Rendering Queues
Understand how Prerender.io prioritizes page recaching and when pages get removed from the cache.
Summary/Overview
Prerender.io uses two rendering queues—priority and normal—to manage how cached pages are refreshed over time. These queues ensure that the most important or time-sensitive content is recached first, while the rest of your pages are handled in the background. This system helps optimize crawl efficiency and rendering performance.
The queues process pages daily based on your cache freshness interval and total number of cached URLs, meaning your recache activity scales intelligently with site size.
Detailed Explanation / How It Works
Recache Rate
Your daily recache rate is calculated by:
NUM_CACHED_PAGES / CACHE_EXPIRATION (in days)

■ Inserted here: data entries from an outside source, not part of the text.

use chrono::{DateTime, Utc};
use serde::{Deserialize, Serialize};
use sqlx::FromRow;

/// Stripe operating mode. Stored as text on `oauth_states`; connections carry
/// it as the `livemode` boolean the platform reports.
#[derive(Debug, Clone, Copy, PartialEq, Eq, Serialize, Deserialize, sqlx::Type)]
#[sqlx(type_name = "text", rename_all = "lowercase")]
#[serde(rename_all = "lowercase")]
pub enum StripeMode {
    Test,
    Live,
}

impl StripeMode {
    pub fn livemode(self) -> bool {
        matches!(self, StripeMode::Live)
    }

    pub fn from_livemode(livemode: bool) -> Self {
        if livemode {
            StripeMode::Live
        } else {
            StripeMode::Test
        }
    }

    pub fn as_str(self) -> &'static str {
        match self {
            StripeMode::Test => "test",
            StripeMode::Live => "live",
        }
    }
}

impl std::fmt::Display for StripeMode {
    fn fmt(&self, f: &mut std::fmt::Formatter<'_>) -> std::fmt::Result {
        write!(f, "{}", self.as_str())
    }
}

/// Pending install state. Lives for ten minutes or one redemption, whichever
/// comes first.
#[derive(Debug, Clone, FromRow)]
pub struct OAuthState {
    pub state_hash: String,
    pub mode: StripeMode,
    pub expires_at: DateTime<Utc>,
    pub created_at: DateTime<Utc>,
}

/// Encrypted token pair for one (account, mode). The `_ct` columns hold AEAD
/// envelopes; plaintext tokens exist only transiently in memory.
#[derive(Debug, Clone, FromRow)]
pub struct OAuthConnection {
    pub stripe_account_id: String,
    pub livemode: bool,
    pub scope: Option<String>,
    pub stripe_publishable_key: Option<String>,
    pub access_token_ct: String,
    pub access_token_expires_at: DateTime<Utc>,
    pub refresh_token_ct: String,
    pub refresh_token_rotated_at: DateTime<Utc>,
    pub created_at: DateTime<Utc>,
    pub updated_at: DateTime<Utc>,
}

impl OAuthConnection {
    pub fn mode(&self) -> StripeMode {
        StripeMode::from_livemode(self.livemode)
    }
}

/// Coarse install phase, surfaced to the dashboard.
#[derive(Debug, Clone, Copy, PartialEq, Eq, Serialize, Deserialize, sqlx::Type)]
#[sqlx(type_name = "text", rename_all = "snake_case")]
#[serde(rename_all = "snake_case")]
pub enum InstallStatus {
    Pending,
    Provisioning,
    Installing,
    Syncing,
    Ready,
    Error,
}

impl std::fmt::Display for InstallStatus {
    fn fmt(&self, f: &mut std::fmt::Formatter<'_>) -> std::fmt::Result {
        let s = match self {
            InstallStatus::Pending => "pending",
            InstallStatus::Provisioning => "provisioning",
            InstallStatus::Installing => "installing",
            InstallStatus::Syncing => "syncing",
            InstallStatus::Ready => "ready",
            InstallStatus::Error => "error",
        };
        write!(f, "{s}")
    }
}

/// Fine-grained install step the next tick will work on.
#[derive(Debug, Clone, Copy, PartialEq, Eq, Serialize, Deserialize, sqlx::Type)]
#[sqlx(type_name = "text", rename_all = "snake_case")]
#[serde(rename_all = "snake_case")]
pub enum InstallStep {
    CreateProject,
    CreateDatabase,
    WaitDatabaseReady,
    ApplySchema,
    VerifyConnection,
    StartSync,
    VerifySync,
    Done,
}

impl std::fmt::Display for InstallStep {
    fn fmt(&self, f: &mut std::fmt::Formatter<'_>) -> std::fmt::Result {
        let s = match self {
            InstallStep::CreateProject => "create_project",
            InstallStep::CreateDatabase => "create_database",
            InstallStep::WaitDatabaseReady => "wait_database_ready",
            InstallStep::ApplySchema => "apply_schema",
            InstallStep::VerifyConnection => "verify_connection",
            InstallStep::StartSync => "start_sync",
            InstallStep::VerifySync => "verify_sync",
            InstallStep::Done => "done",
        };
        write!(f, "{s}")
    }
}

/// Provisioning state machine row, one per account. Mutated only by the tick
/// holding that account's advisory lock.
#[derive(Debug, Clone, FromRow)]
pub struct ProvisionedDatabase {
    pub stripe_account_id: String,
    pub project_ref: String,
    pub db_password_ct: String,
    pub connection_host: String,
    pub region: String,
    pub install_status: InstallStatus,
    pub install_step: Option<InstallStep>,
    pub error_message: Option<String>,
    pub created_at: DateTime<Utc>,
    pub updated_at: DateTime<Utc>,
}

#[cfg(test)]
mod tests {
    use super::*;

    #[test]
    fn mode_round_trips_through_livemode() {
        assert_eq!(StripeMode::from_livemode(true), StripeMode::Live);
        assert_eq!(StripeMode::from_livemode(false), StripeMode::Test);
        assert!(StripeMode::Live.livemode());
        assert!(!StripeMode::Test.livemode());
    }

    #[test]
    fn enums_serialize_to_wire_names() {
        assert_eq!(
            serde_json::to_string(&InstallStatus::Provisioning).unwrap(),
            "\"provisioning\""
        );
        assert_eq!(
            serde_json::to_string(&InstallStep::WaitDatabaseReady).unwrap(),
            "\"wait_database_ready\""
        );
        assert_eq!(serde_json::to_string(&StripeMode::Test).unwrap(), "\"test\"");
    }
}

To determine how many pages are recached per hour, simply divide that number by 24. As you cache more pages or lower your cache expiration (TTL), the system ramps up accordingly within your queue allocation.
Priority Queue
The priority queue handles urgent or user-initiated recaches. It includes:
- URLs submitted via the API
- Pages listed within your Sitemaps
- URLs added manually in the Dashboard’s Cache Manager
These pages are recached in order of request, ensuring timely processing for high-priority pages.
Normal Queue
The normal queue is triggered automatically and recaches pages that have exceeded their cache freshness threshold. It starts with the oldest cached pages and works forward in time.
Status Codes and Automatic Cache Removal
If a cached page returns an invalid or problematic status code during recache, Prerender.io automatically removes it from the cache. This ensures your cached pages only include valid and functional responses.
Status codes that trigger cache removal on recache:
- Status code < 200
- Status code > 200 and < 304
- Status code > 304 and < 500
- Three consecutive responses with status code >= 500
These rules help Prerender maintain a clean and SEO-appropriate cache that doesn’t return broken or temporary redirects to search engines.
Step-by-Step Usage (How Pages Get Recached)
- Pages are cached either through bot visits, manual submission, or integrations.
- Your daily recache rate is calculated using your total cached page count and cache expiration policy.
- The priority queue handles custom recache requests first (e.g., API, Sitemaps).
- The normal queue handles older cached pages automatically.
- If a page returns an invalid status during recache, it is removed from the cache.
Common Pitfalls / Tips
- Use meaningful cache expiration values—shorter TTLs mean higher recache frequency, therefore, higher usage.
- Too many low-priority URLs in sitemaps can delay important pages—optimize lists accordingly.
- Unexpected 3xx or 4xx status codes can cause good pages to be removed—test routes for issues.
- Use the Status Codes guide to optimize server responses.